3.6.7.33 CA income test method statement

Method statement

This is how to work out whether a person satisfies the CA income test on a day (the test day).

Step Action
1 Work out the amount of the person's ATI for the reference tax year (1.1.R.103).
2 If, on the test day, the person is a member of a couple, work out the amount of the person's current partner's ATI for the reference tax year applicable under step 1.
3 If, on the test day, the person is not a member of a couple, the person has reached the minimum age mentioned in section 301-10 of the Income Tax Assessment Act 1997 and the person has at least one account-based income stream, work out the person's deemed income under SSAct subsection 957D(1).
4 If, on the test day, the person is a member of a couple and the person, or the person's partner, or both, have reached the minimum age mention in section 301-10 of the Income Tax Assessment Act and have at least one account-based income stream, work out the person's deemed income amount under SSAct subsection 957D(2).
5 Work out the sum of the amounts at steps 1,2,3 and 4 (as applicable).
6 The person satisfies the CA income test if the amount at step 5 is less than $250,000.

Note: The process above is based on the method statement, which is the legislative process for the CA income test. For the full method statement refer to SSAct section 957A.

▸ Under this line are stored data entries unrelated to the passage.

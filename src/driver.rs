//! # Workload Driver
//!
//! Fires the deterministic event sequence against one machine and keeps the
//! computed side effects observable. After the loop the shared counters and
//! the final state are folded into a checkpoint that passes through
//! `black_box`, so an optimizing build cannot prove the measured work dead
//! and eliminate it.

use std::hint::black_box;
use std::time::{Duration, Instant};

use crate::adapter::MachineHandle;
use crate::context::WorkloadContext;
use crate::error::{BenchError, BenchResult};
use crate::scenario::ScenarioDefinition;

/// Operations between wall-clock reads. Keeps timer cost off the
/// per-operation path while still stopping an overrun near the boundary.
const BUDGET_CHECK_STRIDE: u64 = 64;

/// Outcome of one driven iteration
#[derive(Debug, Clone, Copy)]
pub struct DriveOutcome {
    /// Operations actually completed; less than requested when the budget
    /// elapsed first
    pub ops_completed: u64,
    pub elapsed: Duration,
    /// Whether the iteration was stopped at the wall-clock budget
    pub timed_out: bool,
    /// Folded side-effect value; consume it so the loop stays observable
    pub checkpoint: u64,
}

/// Fire `ops` events sequentially against the machine, stopping at the
/// wall-clock budget. The partial operation count of a stopped iteration is
/// reported faithfully, never rounded up. Any adapter error aborts the
/// iteration and propagates; the driver does not retry.
pub fn drive(
    machine: &mut dyn MachineHandle,
    scenario: &ScenarioDefinition,
    ctx: &WorkloadContext,
    ops: u64,
    budget: Duration,
) -> BenchResult<DriveOutcome> {
    let event = scenario.driving_event().ok_or_else(|| {
        BenchError::transition("-", format!("scenario '{}' has no transitions to drive", scenario.name))
    })?;
    let payload = scenario.payload.as_ref();

    let start = Instant::now();
    let mut completed: u64 = 0;
    let mut timed_out = false;

    while completed < ops {
        if completed % BUDGET_CHECK_STRIDE == 0 && start.elapsed() >= budget {
            timed_out = true;
            break;
        }
        match payload {
            Some(p) => machine.fire_with_payload(event, p)?,
            None => machine.fire(event)?,
        }
        completed += 1;
    }

    let elapsed = start.elapsed();
    let checkpoint = black_box(
        ctx.counter()
            .wrapping_add(ctx.accumulator())
            .wrapping_add(machine.current_state().index() as u64),
    );

    Ok(DriveOutcome {
        ops_completed: completed,
        elapsed,
        timed_out,
        checkpoint,
    })
}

Act reference: SSAct section 957A CA income test, section 957B Adjusted taxable income, section 957C Accepted estimates, section 957D Income from long-term financial assets, section 1061ZK(3) Qualification: general rules

Policy reference: SS Guide 3.6.7.30 Qualification for CA, 3.6.7.32 Assessment of income for CA

Example: Member of a couple, deemed income

Lauren and Joe claimed CA for their son, Tim, in October 2021. Their reference tax year is 2020-21. In 2020-21, Lauren's taxable income was $200,000. She also paid $15,000 in child support for children from a previous marriage. Her ATI for 2020-21 is $185,000.

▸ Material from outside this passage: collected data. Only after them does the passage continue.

//! # Workload Context
//!
//! Trial-scoped shared state read by guards and mutated by actions. One
//! context exists per subject trial; guards only ever read the counters and
//! the driver is the only logical writer path, so plain relaxed atomics are
//! sufficient. The context also owns the dispatch runtime used by actions
//! that run their unit of work on a separate execution context, so tearing
//! the context down at trial end reclaims every worker thread before the
//! next subject starts.

use std::sync::atomic::{AtomicU64, Ordering};
use std::sync::Arc;

use crossbeam::channel::{self, Receiver, Sender};
use futures::FutureExt;
use tokio::runtime::Runtime;

use crate::error::{BenchError, BenchResult};

/// Dispatch target for actions executed on a separate execution context.
struct AsyncDispatcher {
    runtime: Runtime,
    completion_tx: Sender<()>,
    completion_rx: Receiver<()>,
}

impl AsyncDispatcher {
    fn new() -> BenchResult<Self> {
        let runtime = tokio::runtime::Builder::new_multi_thread()
            .worker_threads(1)
            .thread_name("fsmbench-dispatch")
            .enable_all()
            .build()
            .map_err(|e| {
                BenchError::configuration(format!("failed to start dispatch runtime: {e}"))
            })?;

        // Event delivery is strictly sequential, so at most one completion
        // signal is ever outstanding.
        let (completion_tx, completion_rx) = channel::bounded(1);

        Ok(Self {
            runtime,
            completion_tx,
            completion_rx,
        })
    }
}

/// Shared counters and dispatch facilities scoped to a single trial
pub struct WorkloadContext {
    counter: Arc<AtomicU64>,
    accumulator: Arc<AtomicU64>,
    dispatcher: Option<AsyncDispatcher>,
}

impl WorkloadContext {
    /// Context for scenarios whose actions all run inline
    pub fn new() -> Self {
        Self {
            counter: Arc::new(AtomicU64::new(0)),
            accumulator: Arc::new(AtomicU64::new(0)),
            dispatcher: None,
        }
    }

    /// Context with an owned dispatch runtime for scheduler-hop actions
    pub fn with_dispatcher() -> BenchResult<Self> {
        Ok(Self {
            counter: Arc::new(AtomicU64::new(0)),
            accumulator: Arc::new(AtomicU64::new(0)),
            dispatcher: Some(AsyncDispatcher::new()?),
        })
    }

    /// Whether a dispatch runtime is attached
    pub fn has_dispatcher(&self) -> bool {
        self.dispatcher.is_some()
    }

    /// Current value of the shared counter
    pub fn counter(&self) -> u64 {
        self.counter.load(Ordering::Relaxed)
    }

    /// Current value of the shared payload accumulator
    pub fn accumulator(&self) -> u64 {
        self.accumulator.load(Ordering::Relaxed)
    }

    /// Zero both counters. Called at trial start.
    pub fn reset(&self) {
        self.counter.store(0, Ordering::Relaxed);
        self.accumulator.store(0, Ordering::Relaxed);
    }

    /// Counter increment executed inline
    pub fn increment_counter(&self) {
        self.counter.fetch_add(1, Ordering::Relaxed);
    }

    /// Add a payload value to the shared accumulator
    pub fn accumulate(&self, value: u64) {
        self.accumulator.fetch_add(value, Ordering::Relaxed);
    }

    /// Counter increment executed on the dispatch runtime. Blocks until the
    /// completion signal is observed, so the calling transition does not
    /// finish before the dispatched work does.
    pub fn dispatched_increment(&self) -> BenchResult<()> {
        let dispatcher = self.dispatcher.as_ref().ok_or_else(|| {
            BenchError::transition(
                "dispatch",
                "scenario requires a dispatch runtime but none was attached",
            )
        })?;

        let counter = Arc::clone(&self.counter);
        let tx = dispatcher.completion_tx.clone();
        dispatcher.runtime.spawn(async move {
            counter.fetch_add(1, Ordering::Relaxed);
            let _ = tx.send(());
        });

        dispatcher.completion_rx.recv().map_err(|_| {
            BenchError::transition("dispatch", "dispatch runtime dropped the completion signal")
        })
    }

    /// The same counter increment wrapped in a future and driven to
    /// completion inline. The future is ready on its first poll; no
    /// scheduler is involved.
    pub fn inline_future_increment(&self) {
        let counter = Arc::clone(&self.counter);
        let done = async move {
            counter.fetch_add(1, Ordering::Relaxed);
        }
        .now_or_never();
        debug_assert!(done.is_some());
    }
}

impl Default for WorkloadContext {
    fn default() -> Self {
        Self::new()
    }
}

Joe did not earn income in 2020-21. However, he has reached the minimum age mentioned in section 301-10 of the Income Tax Assessment Act and receives a tax-free account-based income stream from a long-term financial asset totalling $600,000. The deemed income amount worked out under provisions for members of pensioner couples is $11,720 below for 2020-21.

Deemed income is calculated as follows (based on deeming thresholds and rates as at May 2022):

  1. $89,000 (deeming threshold) × 0.25% (below threshold rate) = $222.50
  2. $600,000 (total asset value) − $89,000 (deeming threshold) = $511,000
  3. $511,000 (total at step 2) × 2.25% (above threshold rate) = $11,497.50
  4. $222.50 (total at step 1) + $11,497.50 (total at step 3) = $11,720 (deemed income amount)

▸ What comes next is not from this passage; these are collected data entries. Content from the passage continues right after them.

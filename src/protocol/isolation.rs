//! # Subject Isolation
//!
//! Every subject trial runs in a fresh execution unit, torn down completely
//! before the next subject begins, so one engine's warm state, allocation
//! pressure, or background work cannot bleed into another's measurement.
//! This is a correctness requirement for cross-engine comparison, not an
//! optimization.
//!
//! Two units are supported. `thread` spawns a dedicated named OS thread
//! inside the current process. `process` re-executes the harness binary in
//! child mode: the child runs exactly one subject and prints its record as
//! one JSON object on stdout (logging goes to stderr), and the parent
//! parses that record. Isolation failures surface as failed records, never
//! as panics.

use std::process::Command;
use std::sync::Arc;
use std::thread;

use tracing::debug;

use crate::adapter::{AdapterRegistry, EngineAdapter};
use crate::config::{BenchConfig, IsolationMode};
use crate::error::{BenchError, BenchResult};
use crate::protocol::trial::run_trial;
use crate::report::SubjectRecord;
use crate::scenario::{catalog, ScenarioDefinition};

/// Environment variable naming the child's subject as "adapter/scenario"
pub const CHILD_SUBJECT_ENV: &str = "FSMBENCH_CHILD_SUBJECT";

/// Environment variable carrying the child's configuration as JSON
pub const CHILD_CONFIG_ENV: &str = "FSMBENCH_CHILD_CONFIG";

/// Run one subject in the isolation unit the configuration asks for
pub fn run_subject(
    adapter: Arc<dyn EngineAdapter>,
    scenario: &ScenarioDefinition,
    config: &BenchConfig,
) -> SubjectRecord {
    match config.isolation {
        IsolationMode::Thread => run_in_thread(adapter, scenario, config),
        IsolationMode::Process => run_in_process(adapter.name(), &scenario.name, config),
    }
}

fn run_in_thread(
    adapter: Arc<dyn EngineAdapter>,
    scenario: &ScenarioDefinition,
    config: &BenchConfig,
) -> SubjectRecord {
    let label = format!("{}/{}", adapter.name(), scenario.name);
    let thread_name = format!("subject-{}-{}", adapter.name(), scenario.name);
    debug!(subject = %label, thread = %thread_name, "Spawning subject thread");

    let scenario = scenario.clone();
    let trial_config = config.clone();
    let spawned = thread::Builder::new()
        .name(thread_name)
        .spawn(move || run_trial(adapter.as_ref(), &scenario, &trial_config));

    let handle = match spawned {
        Ok(handle) => handle,
        Err(err) => {
            return SubjectRecord::failed(
                label_adapter(&label),
                label_scenario(&label),
                config.operations_per_invocation,
                format!("failed to spawn subject thread: {err}"),
            )
        }
    };

    match handle.join() {
        Ok(record) => record,
        Err(_) => SubjectRecord::failed(
            label_adapter(&label),
            label_scenario(&label),
            config.operations_per_invocation,
            "subject thread panicked",
        ),
    }
}

fn run_in_process(adapter: &str, scenario: &str, config: &BenchConfig) -> SubjectRecord {
    let label = format!("{adapter}/{scenario}");
    let ops = config.operations_per_invocation;

    let fail = |reason: String| SubjectRecord::failed(adapter, scenario, ops, reason);

    let exe = match std::env::current_exe() {
        Ok(exe) => exe,
        Err(err) => return fail(format!("cannot locate the harness binary: {err}")),
    };
    let config_json = match serde_json::to_string(config) {
        Ok(json) => json,
        Err(err) => return fail(format!("cannot encode child configuration: {err}")),
    };

    debug!(subject = %label, exe = %exe.display(), "Spawning subject process");
    let output = match Command::new(&exe)
        .env(CHILD_SUBJECT_ENV, &label)
        .env(CHILD_CONFIG_ENV, &config_json)
        .output()
    {
        Ok(output) => output,
        Err(err) => return fail(format!("failed to spawn subject process: {err}")),
    };

    if !output.status.success() {
        let stderr = String::from_utf8_lossy(&output.stderr);
        let tail: String = stderr
            .lines()
            .next_back()
            .unwrap_or("no diagnostic output")
            .to_string();
        return fail(format!(
            "subject process exited with {}: {tail}",
            output.status
        ));
    }

    match serde_json::from_slice::<SubjectRecord>(&output.stdout) {
        Ok(record) => record,
        Err(err) => fail(format!("unreadable record from subject process: {err}")),
    }
}

fn label_adapter(label: &str) -> &str {
    label.split_once('/').map_or(label, |(a, _)| a)
}

fn label_scenario(label: &str) -> &str {
    label.split_once('/').map_or("", |(_, s)| s)
}

/// The child half of process isolation. When the subject environment
/// variables are present, run that single subject directly (the fresh
/// process is the isolation unit) and return its record for the caller to
/// print on stdout. Returns `Ok(None)` when not launched as a child.
pub fn run_child_if_requested(registry: &AdapterRegistry) -> BenchResult<Option<SubjectRecord>> {
    let Ok(label) = std::env::var(CHILD_SUBJECT_ENV) else {
        return Ok(None);
    };

    let (adapter_name, scenario_name) = label.split_once('/').ok_or_else(|| {
        BenchError::isolation(&label, "subject label is not of the form adapter/scenario")
    })?;

    let config_json = std::env::var(CHILD_CONFIG_ENV)
        .map_err(|_| BenchError::isolation(&label, "child configuration variable is missing"))?;
    let config: BenchConfig = serde_json::from_str(&config_json)
        .map_err(|err| BenchError::isolation(&label, format!("unreadable configuration: {err}")))?;

    let adapter = registry.get(adapter_name).ok_or_else(|| {
        BenchError::isolation(&label, format!("adapter '{adapter_name}' is not registered"))
    })?;
    let scenario = catalog::by_name(scenario_name).ok_or_else(|| {
        BenchError::isolation(&label, format!("scenario '{scenario_name}' is not in the catalog"))
    })?;

    Ok(Some(run_trial(adapter.as_ref(), &scenario, &config)))
}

Together, their income for 2020-21 is $196,720, and is below the CA income test threshold of $250,000. Lauren and Joe are assessed as below the CA income test threshold.

Example: Estimating income

Jason claimed CA in November 2021 for caring for his partner, Vicky. His ATI for 2020-21 is $260,000 from a salary. Vicky has nil ATI. Jason can show that he has partially retired from the workforce because of Vicki's increased care requirements. His ATI will reduce to $150,000 from a salary for 2021-22 and subsequent tax years. It is acceptable for Jason to use an estimate of income for 2021-22 for his CA claim. His ATI is assessed as being below the CA income test threshold.